I'm also fond of Autostitch. It delivers good results, but more importantly, it requires no installation. This is a program that I leave on the 8GB USB memory key that I travel with; if I ever have to get some work done on someone else's PC, it's handy to have a suite of programs that can run directly from the memory key. It's not often that I want to stitch a panorama when I'm on a strange PC away from home, but it has happened, and Autostitch is always there for me.
Unlike Photo Gallery, Autostitch has a smorgasbord of settings to tweak, but you can also choose to ignore them and just import a slew of photos to transform into a panorama. If you are the tweaking sort, though, you can set the output size of the final image, the JPEG image quality, rendering settings, and more.
Image Composite Editor
This app stands apart in my book because it gives excellent results and supports absolutely enormous file sizes. If you have a large number of 12-megapixel photos, you can easily stitch them into a "gigapixel" panorama. It also supports some exotic file formats, like Silverlight's Deep Zoom mode that lets you zoom in--and in--and in--to ridiculous lengths. There are some excellent examples of this sort of thing at the Hard Rock Café Web site.

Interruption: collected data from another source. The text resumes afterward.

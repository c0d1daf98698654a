//! The dependency-closure fetcher.
//!
//! Starting from one root package, crawls the upstream index breadth-first:
//! every node fetches its release list (and, in parallel, a cross-ecosystem
//! mapping lookup), pulls the pre-published metadata of the best wheel per
//! release, and enqueues the names it depends on. Nodes the index cannot
//! serve fall back to the mapping; nodes with neither go into an error bucket
//! for the operator to resolve. Each normalized name is crawled at most once.

use std::collections::{BTreeMap, BTreeSet, HashSet, VecDeque};
use std::str::FromStr;
use std::sync::Arc;

use futures::join;
use pep440_rs::VersionSpecifiers;
use pep508_rs::Requirement;
use tokio::sync::Semaphore;
use tokio::task::JoinSet;

use crate::index::{MappingClient, PyPiClient, PyPiError, PyPiRelease};
use crate::markers::extract_extra;
use crate::types::{NormalizedPackageName, PackageName, RFC822ish};

/// Knobs for the crawl.
#[derive(Debug, Clone)]
pub struct ClosureOptions {
    /// Cap on releases fetched per package.
    pub max_versions: Option<usize>,
    /// Bound on concurrently in-flight nodes.
    pub concurrency: usize,
}

impl Default for ClosureOptions {
    fn default() -> Self {
        Self {
            max_versions: Some(3),
            concurrency: 50,
        }
    }
}

/// How a crawled node was resolved.
#[derive(Debug)]
pub enum Resolution {
    /// The index served releases and wheel metadata.
    Fetched {
        /// Releases matching the node's constraint, newest first.
        releases: Vec<PyPiRelease>,
        /// Names of unconditional dependencies, across all fetched releases.
        required: BTreeSet<String>,
        /// Names of optional dependencies, per extra.
        optional: BTreeMap<String, BTreeSet<String>>,
    },
    /// The index failed, but the external ecosystem carries the package
    /// under this name. Its dependency subtree belongs to that ecosystem and
    /// is not crawled.
    Mapped {
        /// The name in the external ecosystem.
        conda_name: String,
    },
}

/// A successfully resolved node.
#[derive(Debug)]
pub struct ResolvedPackage {
    /// Canonical package name.
    pub name: NormalizedPackageName,
    /// The constraint the node was crawled under (only the root carries
    /// one).
    pub constraint: Option<VersionSpecifiers>,
    /// The package that caused this node to be crawled; `None` for the root.
    pub required_by: Option<NormalizedPackageName>,
    /// The resolution.
    pub resolution: Resolution,
}

/// A node the operator has to resolve by hand.
#[derive(Debug)]
pub struct UnresolvedPackage {
    /// Canonical package name.
    pub name: NormalizedPackageName,
    /// The package that needed it.
    pub required_by: Option<NormalizedPackageName>,
    /// Why the crawl could not resolve it.
    pub error: String,
}

/// The complete crawl output.
#[derive(Debug, Default)]
pub struct ClosureResult {
    /// Resolved nodes, sorted by name.
    pub resolved: Vec<ResolvedPackage>,
    /// Unresolved nodes, sorted by name.
    pub unresolved: Vec<UnresolvedPackage>,
}

type QueueItem = (
    NormalizedPackageName,
    Option<VersionSpecifiers>,
    Option<NormalizedPackageName>,
);

/// Crawls the transitive dependency closure of `root`.
pub async fn fetch_closure(
    pypi: &PyPiClient,
    mapping: &MappingClient,
    root: NormalizedPackageName,
    constraint: Option<VersionSpecifiers>,
    options: &ClosureOptions,
) -> ClosureResult {
    let semaphore = Arc::new(Semaphore::new(options.concurrency.max(1)));
    let mut visited: HashSet<NormalizedPackageName> = HashSet::new();
    let mut queue: VecDeque<QueueItem> = VecDeque::new();
    let mut in_flight: JoinSet<(QueueItem, Result<NodeData, String>)> = JoinSet::new();
    let mut result = ClosureResult::default();

    visited.insert(root.clone());
    queue.push_back((root, constraint, None));

    loop {
        // Dispatch everything queued; the semaphore inside each task bounds
        // actual parallelism.
        while let Some(item) = queue.pop_front() {
            let pypi = pypi.clone();
            let mapping = mapping.clone();
            let semaphore = Arc::clone(&semaphore);
            let max_versions = options.max_versions;
            in_flight.spawn(async move {
                let _permit = semaphore
                    .acquire_owned()
                    .await
                    .expect("the semaphore is never closed");
                let outcome = fetch_node(&pypi, &mapping, &item.0, item.1.as_ref(), max_versions)
                    .await;
                (item, outcome)
            });
        }

        let Some(joined) = in_flight.join_next().await else {
            break;
        };
        let ((name, constraint, required_by), outcome) =
            joined.expect("closure tasks do not panic");

        match outcome {
            Ok(NodeData::Fetched {
                releases,
                required,
                optional,
            }) => {
                // First enqueue wins; later references to the same name are
                // dropped silently.
                for dep in required.iter().chain(optional.values().flatten()) {
                    let Ok(dep_name) = NormalizedPackageName::from_str(dep) else {
                        tracing::warn!("ignoring invalid dependency name '{dep}' of {name}");
                        continue;
                    };
                    if visited.insert(dep_name.clone()) {
                        queue.push_back((dep_name, None, Some(name.clone())));
                    }
                }
                result.resolved.push(ResolvedPackage {
                    name,
                    constraint,
                    required_by,
                    resolution: Resolution::Fetched {
                        releases,
                        required,
                        optional,
                    },
                });
            }
            Ok(NodeData::Mapped { conda_name }) => {
                result.resolved.push(ResolvedPackage {
                    name,
                    constraint,
                    required_by,
                    resolution: Resolution::Mapped { conda_name },
                });
            }
            Err(error) => {
                result.unresolved.push(UnresolvedPackage {
                    name,
                    required_by,
                    error,
                });
            }
        }
    }

    result.resolved.sort_by(|a, b| a.name.cmp(&b.name));
    result.unresolved.sort_by(|a, b| a.name.cmp(&b.name));
    result
}

enum NodeData {
    Fetched {
        releases: Vec<PyPiRelease>,
        required: BTreeSet<String>,
        optional: BTreeMap<String, BTreeSet<String>>,
    },
    Mapped {
        conda_name: String,
    },
}

async fn fetch_node(
    pypi: &PyPiClient,
    mapping: &MappingClient,
    name: &NormalizedPackageName,
    constraint: Option<&VersionSpecifiers>,
    max_versions: Option<usize>,
) -> Result<NodeData, String> {
    // The release list and the mapping lookup go out together; the mapping
    // is only consulted when the index path fails.
    let (releases, mapped) = join!(
        pypi.get_matching_releases(name, constraint, max_versions, false),
        mapping.lookup(name),
    );

    // Only releases carrying a pure wheel are usable for the crawl: a
    // platform-only package cannot be mirrored as one channel entry, so it
    // is deferred to the external ecosystem (or the operator) instead.
    let releases = releases.map(|releases| {
        releases
            .into_iter()
            .filter(|release| {
                release.wheels.iter().any(|wheel| {
                    wheel.filename.contains("py3-none-any")
                        || wheel.filename.contains("py2.py3-none-any")
                })
            })
            .collect::<Vec<_>>()
    });

    let failure = match releases {
        Ok(releases) if !releases.is_empty() => {
            match dependency_sets(pypi, &releases).await {
                Ok((required, optional)) => {
                    return Ok(NodeData::Fetched {
                        releases,
                        required,
                        optional,
                    })
                }
                Err(err) => err.to_string(),
            }
        }
        Ok(_) => format!("no releases with pure wheels match the constraint for '{name}'"),
        Err(err) => err.to_string(),
    };

    match mapped {
        Ok(Some(conda_name)) => Ok(NodeData::Mapped { conda_name }),
        _ => Err(failure),
    }
}

/// Collects the (required, optional-per-extra) dependency name sets across
/// the best wheel of every release.
async fn dependency_sets(
    pypi: &PyPiClient,
    releases: &[PyPiRelease],
) -> Result<(BTreeSet<String>, BTreeMap<String, BTreeSet<String>>), PyPiError> {
    let mut required = BTreeSet::new();
    let mut optional: BTreeMap<String, BTreeSet<String>> = BTreeMap::new();

    for release in releases {
        let Some(wheel) = release.best_wheel() else {
            continue;
        };
        let Some(metadata) = pypi.fetch_wheel_metadata(&wheel.url).await? else {
            // The index has not published metadata for this wheel; nothing to
            // learn without downloading the whole file.
            tracing::debug!("no pre-published metadata for {}", wheel.filename);
            continue;
        };
        let (release_required, release_optional) = dependency_sets_from_metadata(&metadata);
        required.extend(release_required);
        for (extra, names) in release_optional {
            optional.entry(extra).or_default().extend(names);
        }
    }

    Ok((required, optional))
}

/// Splits the `Requires-Dist` entries of a METADATA document into required
/// and per-extra optional dependency names (normalized).
fn dependency_sets_from_metadata(
    metadata: &[u8],
) -> (BTreeSet<String>, BTreeMap<String, BTreeSet<String>>) {
    let mut required = BTreeSet::new();
    let mut optional: BTreeMap<String, BTreeSet<String>> = BTreeMap::new();

    let content = String::from_utf8_lossy(metadata);
    let Ok(mut parsed) = RFC822ish::from_str(&content) else {
        return (required, optional);
    };

    for requirement_str in parsed.take_all("Requires-Dist") {
        let requirement: Requirement = match requirement_str.parse() {
            Ok(requirement) => requirement,
            Err(err) => {
                tracing::warn!("ignoring Requires-Dist: {requirement_str}, failed to parse: {err}");
                continue;
            }
        };
        let Ok(name) = PackageName::from_str(&requirement.name) else {
            continue;
        };
        let name = NormalizedPackageName::from(name).to_string();

        match requirement.marker.as_ref().and_then(extract_extra) {
            Some((extra, _)) => {
                optional.entry(extra).or_default().insert(name);
            }
            None => {
                required.insert(name);
            }
        }
    }

    (required, optional)
}

#[cfg(test)]
mod test {
    use super::*;

    #[test]
    fn test_dependency_sets_split_extras() {
        let metadata = b"Metadata-Version: 2.1\nName: app\nVersion: 1.0\nRequires-Dist: requests>=2.0\nRequires-Dist: Typing_Extensions; python_version < '3.11'\nRequires-Dist: pytest; extra == 'test'\nRequires-Dist: black; extra == 'dev' and python_version >= '3.8'\n";
        let (required, optional) = dependency_sets_from_metadata(metadata);

        assert_eq!(
            required,
            BTreeSet::from(["requests".to_owned(), "typing-extensions".to_owned()])
        );
        assert_eq!(optional["test"], BTreeSet::from(["pytest".to_owned()]));
        assert_eq!(optional["dev"], BTreeSet::from(["black".to_owned()]));
    }

    #[test]
    fn test_unparsable_requirements_are_skipped() {
        let metadata =
            b"Metadata-Version: 2.1\nName: app\nVersion: 1.0\nRequires-Dist: ???grim\n";
        let (required, optional) = dependency_sets_from_metadata(metadata);
        assert!(required.is_empty());
        assert!(optional.is_empty());
    }
}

CleVR is a bit different than the other panorama apps. This Web site takes your panoramic sources and stitches them not into a flat JPEG, but into a curved, interactive image. It's like the old "virtual reality" panoramas that were somewhat popular in the early days of digital photography--you can use your mouse to zoom and pan around your image, as if you're looking though a virtual window.

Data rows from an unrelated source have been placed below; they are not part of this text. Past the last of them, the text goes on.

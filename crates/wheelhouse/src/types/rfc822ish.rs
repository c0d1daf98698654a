// Grammar comes from https://github.com/njsmith/posy/blob/main/src/vocab/rfc822ish.rs
// Licensed under MIT or Apache-2.0

use std::collections::HashMap;
use std::str::FromStr;

use thiserror::Error;

/// The header-and-body shape shared by a wheel's `METADATA` and `WHEEL`
/// files. Nominally RFC 822; in practice the format is whatever Python's
/// `email.parser` accepts, which is rather more lenient. We parse the common
/// ground: header lines (with continuation lines embedding their newlines),
/// a blank line, then an optional free-form body.
#[derive(Debug, Clone)]
pub struct RFC822ish {
    fields: HashMap<String, Vec<String>>,
    /// Everything after the first blank line, if any. For `METADATA` this is
    /// the long description.
    pub body: Option<String>,
}

#[derive(Debug, Error)]
#[allow(missing_docs)]
pub enum RFC822ishError {
    #[error("malformed metadata headers: {0}")]
    Malformed(#[from] peg::error::ParseError<peg::str::LineCol>),

    #[error("multiple values for singleton key {0}")]
    Duplicate(String),

    #[error("missing required key {0}")]
    Missing(String),
}

peg::parser! {
    grammar headers() for str {
        rule line_ending()
            = quiet!{"\r\n" / "\r" / "\n"}
              / expected!("end of line")

        rule field_name() -> &'input str
            = quiet!{$(['\x21'..='\x39' | '\x3b'..='\x7e']+)}
              / expected!("field name")

        // Space and tab directly after the colon are dropped, any other
        // whitespace in the value is preserved.
        rule field_separator()
            = ":" [' ' | '\t']*

        rule field_value_piece()
            = [^ '\r' | '\n']*

        rule continuation_line_ending()
            = quiet!{line_ending() [' ' | '\t']} / expected!("continuation line")

        rule field_value() -> &'input str
            = $(field_value_piece() ** continuation_line_ending())

        rule field() -> (String, String)
            = n:field_name() field_separator() v:field_value()
                { (n.to_ascii_lowercase(), v.to_owned()) }

        rule fields() -> Vec<(String, String)>
            = field() ** line_ending()

        rule trailing_body() -> String
            = line_ending() line_ending() b:$([_]*) { b.to_owned() }

        // The final optional line_ending() absorbs a stray trailing newline
        // when there is no body.
        pub rule document() -> (Vec<(String, String)>, Option<String>)
            = f:fields() body:(trailing_body()?) line_ending()? { (f, body) }
    }
}

impl FromStr for RFC822ish {
    type Err = RFC822ishError;

    fn from_str(input: &str) -> Result<Self, Self::Err> {
        let (raw_fields, body) = headers::document(input)?;
        let mut fields: HashMap<String, Vec<String>> = HashMap::new();
        for (name, value) in raw_fields {
            fields.entry(name).or_default().push(value);
        }
        Ok(RFC822ish { fields, body })
    }
}

impl RFC822ish {
    /// Removes and returns every value recorded for `key`. Field names are
    /// case-insensitive.
    pub fn take_all(&mut self, key: &str) -> Vec<String> {
        self.fields
            .remove(&key.to_ascii_lowercase())
            .unwrap_or_default()
    }

    /// Removes a key that may appear at most once.
    pub fn maybe_take(&mut self, key: &str) -> Result<Option<String>, RFC822ishError> {
        let mut values = self.take_all(key);
        match values.len() {
            0 => Ok(None),
            1 => Ok(values.pop()),
            _ => Err(RFC822ishError::Duplicate(key.to_owned())),
        }
    }

    /// Removes a key that must appear exactly once.
    pub fn take(&mut self, key: &str) -> Result<String, RFC822ishError> {
        self.maybe_take(key)?
            .ok_or_else(|| RFC822ishError::Missing(key.to_owned()))
    }
}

CleVR does best with panoramas that span a full 360 degrees, so you can totally immerse yourself in your scene, but you can make panoramas that are just several images wide, as well.
When you're done, you can save your panorama on CleVR and share it online with others.
Hot Pic of the Week
Get published, get famous! Each week, we select our favorite reader-submitted photo based on creativity, originality, and technique.
Here's how to enter: Send us your photograph in JPEG format, at a resolution no higher than 640 by 480 pixels. Entries at higher resolutions will be immediately disqualified. If necessary, use an image editing program to reduce the file size of your image before e-mailing it to us. Include the title of your photo along with a short description and how you photographed it. Don't forget to send your name, e-mail address, and postal address. Before entering, please read the full description of the contest rules and regulations.
This Week's Hot Pic: "Reflections at Dusk," by Elizabeth Gabriel, Portland, Oregon
Elizabeth writes: "I took this photo looking into a pond at the Water Pollution Control Lab by the St. John's Bridge in Portland Oregon. The ducks were sleeping with their babies, the frogs were croaking. A bird would dip into the pond occasionally and cause a beautiful disturbance on the water."
This Week's Runner-Up: "A Long Way to Go" by Christopher Celuch, Westport, Connecticut
Christopher took this photo on Sherwood Island in Westport, Connecticut.